US still concerned over Pak-Iran gas pipeline

US reiterates concerns over multi-billion-dollar pipeline plan projected to bring gas from Iran to Pakistan.

ISLAMABAD:
The US has reiterated concerns over the multi-billion-dollar pipeline plan projected to bring gas from Iran to Pakistan. Washington has also brushed aside the impression that it has changed its position on the matter.

“We support Pakistan government’s plans to meet its energy shortages, but that does not mean we have approved the Iran-Pakistan gas pipeline project,” said US embassy spokesman Alberto Rodriguez on Monday. “We have conveyed our concerns to the government of Pakistan,” he told The Express Tribune in response to media reports suggesting that the US is no longer opposing the Iran-Pakistan gas pipeline project. Rodriguez, however, did not elaborate.

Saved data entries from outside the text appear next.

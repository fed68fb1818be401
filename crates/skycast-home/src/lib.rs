//! Home screen pipelines for Skycast
//!
//! The one part of the application with real temporal behavior: a debounced,
//! cancel-on-supersede location search and a continuous forecast projection,
//! both owned by a single host whose teardown cancels all outstanding work.

mod pipeline;
mod projection;
mod search;

pub use pipeline::HomePipeline;
//! Centralized error types for the Skycast application.
//!
//! This module provides a typed error hierarchy that:
//! - Enables precise error handling throughout the codebase
//! - Provides user-friendly messages suitable for UI display
//! - Preserves full error context for debugging/logging

use thiserror::Error;

/// Top-level application error type.
///
/// All errors in the Skycast application should be convertible to this type.
/// Use `user_message()` to get a UI-appropriate message.
#[derive(Debug, Error)]
pub enum AppError {
    #[error("Weather service error: {0}")]
    Weather(#[from] WeatherError),

    #[error("Configuration error: {0}")]
    Config(#[from] ConfigError),

    #[error("IO error: {0}")]
    Io(#[from] std::io::Error),

    #[error("{0}")]
    Other(#[from] anyhow::Error),
}

impl AppError {
    /// Returns a user-friendly message suitable for display in the UI.
    ///
    /// These messages are designed to be actionable and non-technical.
    pub fn user_message(&self) -> &'static str {
        match self {
            AppError::Weather(e) => e.user_message(),
            AppError::Config(e) => e.user_message(),
            AppError::Io(_) => "A file operation failed. Please try again.",
            AppError::Other(_) => "An unexpected error occurred. Please try again.",
        }
    }
}

/// Weather collaborator errors (lookup, forecast stream, details fetch).
#[derive(Debug, Error)]
pub enum WeatherError {
    /// The location lookup call failed (network or backend).
    #[error("Location lookup failed: {0}")]
    Lookup(String),

    /// The forecast update stream reported an error.
    #[error("Forecast stream error: {0}")]
    Stream(String),

    /// Fetching/persisting details for a location failed.
    #[error("Details fetch failed for location {location_id}: {message}")]
    Details { location_id: i64, message: String },

    /// No location exists for the given id.
    #[error("Location not found: {0}")]
    NotFound(i64),
}

impl WeatherError {
    /// Create a lookup error.
    pub fn lookup(message: impl Into<String>) -> Self {
        Self::Lookup(message.into())
    }

    /// Create a forecast stream error.
    pub fn stream(message: impl Into<String>) -> Self {
        Self::Stream(message.into())
    }

    /// Create a details fetch error.
    pub fn details(location_id: i64, message: impl Into<String>) -> Self {
        Self::Details {
            location_id,
            message: message.into(),
        }
    }

    pub fn user_message(&self) -> &'static str {
        match self {
            WeatherError::Lookup(_) => "Unable to search locations. Check your connection.",
            WeatherError::Stream(_) => "Forecast updates are unavailable right now.",
            WeatherError::Details { .. } => "Unable to load location details. Please try again.",
            WeatherError::NotFound(_) => "That location could not be found.",
        }
    }
}

/// Configuration errors (loading, parsing, validation).
#[derive(Debug, Error)]
pub enum ConfigError {
    #[error("Failed to read config: {0}")]
    Read(String),

    #[error("Failed to parse config: {0}")]
    Parse(String),

    #[error("Invalid config value: {0}")]
    Invalid(String),
}

impl ConfigError {
    pub fn user_message(&self) -> &'static str {
        match self {
            ConfigError::Read(_) => "Could not read the configuration file.",
            ConfigError::Parse(_) => "The configuration file is malformed.",
            ConfigError::Invalid(_) => "A configuration value is invalid.",
        }
    }
}
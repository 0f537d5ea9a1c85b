use std::sync::Once;

use metrics::{Unit, describe_counter};
use tracing_error::ErrorLayer;
use tracing_subscriber::{
    EnvFilter, fmt,
    layer::{Layer, SubscriberExt},
    util::SubscriberInitExt,
};

use crate::config::{LogFormat, LoggingSettings};

use super::error::InfraError;

static METRIC_DESCRIPTIONS: Once = Once::new();

/// Install a global tracing subscriber using the provided logging settings.
pub fn init(logging: &LoggingSettings) -> Result<(), InfraError> {
    describe_metrics();

    let env_filter = EnvFilter::builder()
        .with_default_directive(logging.level.into())
        .from_env_lossy();

    let fmt_layer = match logging.format {
        LogFormat::Json => fmt::layer()
            .json()
            .with_current_span(true)
            .with_span_list(true)
            .with_target(true)
            .boxed(),
        LogFormat::Compact => fmt::layer().compact().with_target(true).boxed(),
    };

    tracing_subscriber::registry()
        .with(env_filter)
        .with(ErrorLayer::default())
        .with(fmt_layer)
        .try_init()
        .map_err(|err| {
            InfraError::telemetry(format!("failed to install tracing subscriber: {err}"))
        })
}

fn describe_metrics() {
    METRIC_DESCRIPTIONS.call_once(|| {
        describe_counter!(
            "prefstore_cache_hit_total",
            Unit::Count,
            "Total number of preference cache hits."
        );
        describe_counter!(
            "prefstore_cache_miss_total",
            Unit::Count,
            "Total number of preference cache misses."
        );
        describe_counter!(
            "prefstore_cache_evict_total",
            Unit::Count,
            "Total number of preference cache evictions due to capacity."
        );
        describe_counter!(
            "prefstore_identity_failure_total",
            Unit::Count,
            "Total number of failed identity service calls."
        );
    });
}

Washington wants to penalise Iran over its alleged ambitions to seek atom bomb by pressing Pakistan not to enter into economic venture with Tehran. India, which was also part of the original plan, has already done so in exchange of securing a civilian nuclear deal with the US. The Obama Administration has so far spurned similar request from Pakistan, but has offered to assist it in obtaining Liquefied Natural Gas (LNG) and electricity from Tajikistan via Afghanistan if it abandoned the Iranian pipeline project. The project, costing nearly $8 billion, has already been signed between Pakistan and Iran. If everything goes well, Pakistan would start getting natural gas by 2014.


In June this year, President Barrack Obama signed into law the Comprehensive Iran Sanctions, Accountability, and Divestment Act that could potentially create problem for Pakistan and its companies, which are in process of importing gas from Iran. Under the legislation, the US can bar foreign companies from the American financial system and markets if they continue to do business with Iranian entities, which are involved in the energy sector.

US Special Representative for Pakistan and Afghanistan Richard Holbrooke was on record in saying that it would be “a disaster if an agreement was reached which then triggered something under the law.” However, Pakistan is trying to downplay the US concerns, saying the Obama Administration is well aware of the fact that its opposition to the project would not go down well with the public here.

“Pakistan is a sovereign country and we take decisions in our own national interests,” remarked Foreign Office spokesman Abdul Basit. The spokesman told The Express Tribune that the US sanctions on Iran are not applicable to its gas sector. “Therefore, Pakistan is of the view that the sanctions on Iran do not have an impact on the gas pipeline project,” he insisted.

Published in The Express Tribune, October 26th, 2010.